For the Point University Class of 2020


Here we are. This is being written on the last day of the Spring 2020 Semester and I haven’t seen you in person for something like seven or eight weeks. Even more importantly, you all haven’t been able to see your classmates, teammates, best friends, and a host of other relational descriptors for that time either. Hopefully you would include some great faculty members, coaches, and staff in those “relational descriptors” as well. 

This is not how your final semester of college was supposed to end!

But it did.

Now what?

I want to answer the “Now what?” question by first encouraging you to be grateful for those in places of leadership at Point. I promise you that we didn’t move from in-seat, regular routine to online, no routine just to have something to do. And graduation didn’t become virtual instead of more communal because of a lack of courage on the part of Point leaders. 

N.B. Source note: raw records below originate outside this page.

use rand::seq::SliceRandom;
use rand::Rng;

/// Symbols of the eco memory deck; each appears on exactly two cards.
pub const CARD_SYMBOLS: [&str; 4] = ["🌳", "♻️", "🌍", "💧"];

/// Shown when a pair is matched, one fact per pair, picked at random.
const ECO_FACTS: [&str; 8] = [
    "Un arbre adulte absorbe jusqu'à 25 kg de CO2 par an.",
    "Recycler une canette économise l'énergie de 3 heures de télévision.",
    "Près d'un tiers de la nourriture produite dans le monde est gaspillée.",
    "Une douche de 5 minutes consomme 3 fois moins d'eau qu'un bain.",
    "Les océans produisent plus de la moitié de l'oxygène de la planète.",
    "Un sac plastique met jusqu'à 400 ans à se dégrader dans la nature.",
    "Éteindre les appareils en veille réduit la facture d'électricité de 10 %.",
    "Le verre se recycle à l'infini sans perdre de qualité.",
];

#[derive(Debug, Clone, PartialEq, Eq, serde::Serialize, serde::Deserialize)]
pub struct Card {
    pub id: u32,
    pub symbol: String,
    pub matched: bool,
}

/// Outcome of a single reveal.
#[derive(Debug, Clone, PartialEq, Eq)]
pub enum Reveal {
    /// Already two cards up, out of range, matched, or already revealed.
    Ignored,
    /// First card of a pair is now face up.
    First,
    /// Second card resolved the pair. The token schedules the face-down
    /// flip: pass it back through [`MemoryPuzzle::clear_revealed`].
    Pair { matched: bool, clear: ClearToken },
}

/// Handle for the delayed "hide the revealed pair again" step.
///
/// A token minted for one pair is invalidated by the next pair and by
/// any newer puzzle, so a timer that fires after the player moved on
/// does nothing.
#[derive(Debug, Clone, Copy, PartialEq, Eq, serde::Serialize, serde::Deserialize)]
pub struct ClearToken {
    nonce: u32,
    pair: u64,
}

/// One run of the memory game.
#[derive(Debug, Clone, serde::Serialize, serde::Deserialize)]
pub struct MemoryPuzzle {
    deck: Vec<Card>,
    revealed: Vec<usize>,
    matched_symbols: Vec<String>,
    last_fact: Option<String>,
    nonce: u32,
    pairs_resolved: u64,
}

impl MemoryPuzzle {
    pub fn new(symbols: &[&str]) -> Self {
        Self::with_rng(symbols, &mut rand::thread_rng())
    }

    pub fn with_rng(symbols: &[&str], rng: &mut impl Rng) -> Self {
        let mut deck: Vec<Card> = symbols
            .iter()
            .flat_map(|symbol| [symbol, symbol])
            .enumerate()
            .map(|(i, symbol)| Card {
                id: i as u32 + 1,
                symbol: symbol.to_string(),
                matched: false,
            })
            .collect();
        // Fisher-Yates, not the sort-by-random-comparator trick.
        deck.shuffle(rng);

        Self {
            deck,
            revealed: Vec::new(),
            matched_symbols: Vec::new(),
            last_fact: None,
            nonce: rng.gen(),
            pairs_resolved: 0,
        }
    }

    /// Flips the card at `index` face up. Invalid picks (a full pair
    /// already up, a matched card, the same card twice, an index off
    /// the deck) change nothing.
    pub fn reveal(&mut self, index: usize) -> Reveal {
        if self.revealed.len() == 2 {
            return Reveal::Ignored;
        }
        match self.deck.get(index) {
            Some(card) if !card.matched && !self.revealed.contains(&index) => {}
            _ => return Reveal::Ignored,
        }

        self.revealed.push(index);
        if self.revealed.len() < 2 {
            return Reveal::First;
        }

        let (first, second) = (self.revealed[0], self.revealed[1]);
        let matched = self.deck[first].symbol == self.deck[second].symbol;
        if matched {
            let symbol = self.deck[first].symbol.clone();
            self.deck[first].matched = true;
            self.deck[second].matched = true;
            self.matched_symbols.push(symbol);
            self.last_fact = ECO_FACTS
                .choose(&mut rand::thread_rng())
                .map(|fact| fact.to_string());
        }
        self.pairs_resolved += 1;
        Reveal::Pair {
            matched,
            clear: ClearToken {
                nonce: self.nonce,
                pair: self.pairs_resolved,
            },
        }
    }

    /// Flips the revealed pair face down again. Returns false on a
    /// stale token (newer pair, newer puzzle) or when no pair is up.
    pub fn clear_revealed(&mut self, token: ClearToken) -> bool {
        if token.nonce != self.nonce || token.pair != self.pairs_resolved {
            log::debug!("ignoring stale clear token {:?}", token);
            return false;
        }
        if self.revealed.len() != 2 {
            return false;
        }
        self.revealed.clear();
        true
    }

    pub fn deck(&self) -> &[Card] {
        &self.deck
    }

    pub fn is_revealed(&self, index: usize) -> bool {
        self.revealed.contains(&index)
    }

    pub fn revealed(&self) -> &[usize] {
        &self.revealed
    }

    pub fn matched_symbols(&self) -> &[String] {
        &self.matched_symbols
    }

    pub fn last_fact(&self) -> Option<&str> {
        self.last_fact.as_deref()
    }

    /// True once every symbol has been matched.
    pub fn is_solved(&self) -> bool {
        self.deck.iter().all(|card| card.matched)
    }
}

#[cfg(test)]
mod tests {
    use super::*;
    use rand::rngs::StdRng;
    use rand::SeedableRng;
    use std::collections::BTreeMap;

    fn puzzle_from_seed(seed: u64) -> MemoryPuzzle {
        MemoryPuzzle::with_rng(&CARD_SYMBOLS, &mut StdRng::seed_from_u64(seed))
    }

    /// Positions of both cards of each symbol, keyed by symbol.
    fn positions(puzzle: &MemoryPuzzle) -> BTreeMap<String, Vec<usize>> {
        let mut by_symbol: BTreeMap<String, Vec<usize>> = BTreeMap::new();
        for (i, card) in puzzle.deck().iter().enumerate() {
            by_symbol.entry(card.symbol.clone()).or_default().push(i);
        }
        by_symbol
    }

    #[test]
    fn deck_holds_each_symbol_exactly_twice() {
        for seed in 0..50 {
            let puzzle = puzzle_from_seed(seed);
            assert_eq!(puzzle.deck().len(), CARD_SYMBOLS.len() * 2);
            for slots in positions(&puzzle).values() {
                assert_eq!(slots.len(), 2);
            }
            // Shuffling permutes the cards, it never duplicates ids.
            let mut ids: Vec<u32> = puzzle.deck().iter().map(|c| c.id).collect();
            ids.sort_unstable();
            assert_eq!(ids, (1..=CARD_SYMBOLS.len() as u32 * 2).collect::<Vec<_>>());
        }
    }

    #[test]
    fn shuffle_actually_permutes() {
        let orders: Vec<Vec<u32>> = (0..20)
            .map(|seed| puzzle_from_seed(seed).deck().iter().map(|c| c.id).collect())
            .collect();
        assert!(orders.iter().any(|order| order != &orders[0]));
    }

    #[test]
    fn matching_pair_is_marked_and_yields_a_fact() {
        let mut puzzle = puzzle_from_seed(7);
        let slots = positions(&puzzle);
        let pair = &slots[CARD_SYMBOLS[0]];

        assert_eq!(puzzle.reveal(pair[0]), Reveal::First);
        match puzzle.reveal(pair[1]) {
            Reveal::Pair { matched: true, clear } => {
                assert!(puzzle.deck()[pair[0]].matched);
                assert!(puzzle.deck()[pair[1]].matched);
                assert_eq!(puzzle.matched_symbols(), [CARD_SYMBOLS[0].to_string()]);
                assert!(puzzle.last_fact().is_some());
                assert!(puzzle.clear_revealed(clear));
                assert!(puzzle.revealed().is_empty());
            }
            other => panic!("expected a matched pair, got {:?}", other),
        }
    }

    #[test]
    fn mismatched_pair_stays_up_until_cleared() {
        let mut puzzle = puzzle_from_seed(7);
        let slots = positions(&puzzle);
        let a = slots[CARD_SYMBOLS[0]][0];
        let b = slots[CARD_SYMBOLS[1]][0];

        puzzle.reveal(a);
        let clear = match puzzle.reveal(b) {
            Reveal::Pair { matched: false, clear } => clear,
            other => panic!("expected a mismatch, got {:?}", other),
        };
        // Third pick while the pair is up is ignored.
        assert_eq!(puzzle.reveal(slots[CARD_SYMBOLS[2]][0]), Reveal::Ignored);
        assert!(!puzzle.deck()[a].matched);
        assert!(puzzle.clear_revealed(clear));
        assert!(puzzle.revealed().is_empty());
        assert!(puzzle.matched_symbols().is_empty());
    }

    #[test]
    fn invalid_reveals_change_nothing() {
        let mut puzzle = puzzle_from_seed(3);
        let slots = positions(&puzzle);
        let pair = &slots[CARD_SYMBOLS[0]];

        assert_eq!(puzzle.reveal(puzzle.deck().len()), Reveal::Ignored);
        assert_eq!(puzzle.reveal(pair[0]), Reveal::First);
        // Same card twice.
        assert_eq!(puzzle.reveal(pair[0]), Reveal::Ignored);
        assert_eq!(puzzle.revealed(), [pair[0]]);

        // Matched cards are off limits afterwards.
        let clear = match puzzle.reveal(pair[1]) {
            Reveal::Pair { matched: true, clear } => clear,
            other => panic!("expected a match, got {:?}", other),
        };
        assert!(puzzle.clear_revealed(clear));
        assert_eq!(puzzle.reveal(pair[0]), Reveal::Ignored);
    }

    #[test]
    fn stale_clear_token_is_ignored() {
        let mut puzzle = puzzle_from_seed(11);
        let slots = positions(&puzzle);
        let a = slots[CARD_SYMBOLS[0]][0];
        let b = slots[CARD_SYMBOLS[1]][0];

        puzzle.reveal(a);
        let first_token = match puzzle.reveal(b) {
            Reveal::Pair { clear, .. } => clear,
            other => panic!("expected a pair, got {:?}", other),
        };
        assert!(puzzle.clear_revealed(first_token));

        // Second pair mints a fresh token; the old one no longer clears.
        puzzle.reveal(a);
        puzzle.reveal(b);
        assert!(!puzzle.clear_revealed(first_token));
        assert_eq!(puzzle.revealed().len(), 2);

        // A token from another puzzle instance never clears this one.
        let mut other = puzzle_from_seed(12);
        let o = positions(&other);
        other.reveal(o[CARD_SYMBOLS[0]][0]);
        let foreign = match other.reveal(o[CARD_SYMBOLS[1]][0]) {
            Reveal::Pair { clear, .. } => clear,
            other => panic!("expected a pair, got {:?}", other),
        };
        assert!(!puzzle.clear_revealed(foreign));
    }

    #[test]
    fn solving_every_pair_completes_the_puzzle() {
        let mut puzzle = puzzle_from_seed(42);
        let slots = positions(&puzzle);
        for symbol in CARD_SYMBOLS {
            assert!(!puzzle.is_solved());
            let pair = &slots[symbol];
            puzzle.reveal(pair[0]);
            let clear = match puzzle.reveal(pair[1]) {
                Reveal::Pair { matched: true, clear } => clear,
                other => panic!("expected a match for {symbol}, got {:?}", other),
            };
            puzzle.clear_revealed(clear);
        }
        assert!(puzzle.is_solved());
        assert_eq!(puzzle.matched_symbols().len(), CARD_SYMBOLS.len());
    }
}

I’ve been a part of Point longer than most, if not all, of the 2020 graduates have been alive. In those 43 years we have faced lots of difficult moments and survived. This particular moment may be the most difficult of all of those moments – but it isn’t the first, and not likely to be the last time we face serious challenges. I’m confident God wants us to survive.

Point is moving carefully in these unique moments. Please don’t confuse “caution” and insistence upon reviewing all the options as “hesitation borne of fear.” And please don’t confuse groups – unfortunately some “Christian groups” – who move recklessly and call that courage. 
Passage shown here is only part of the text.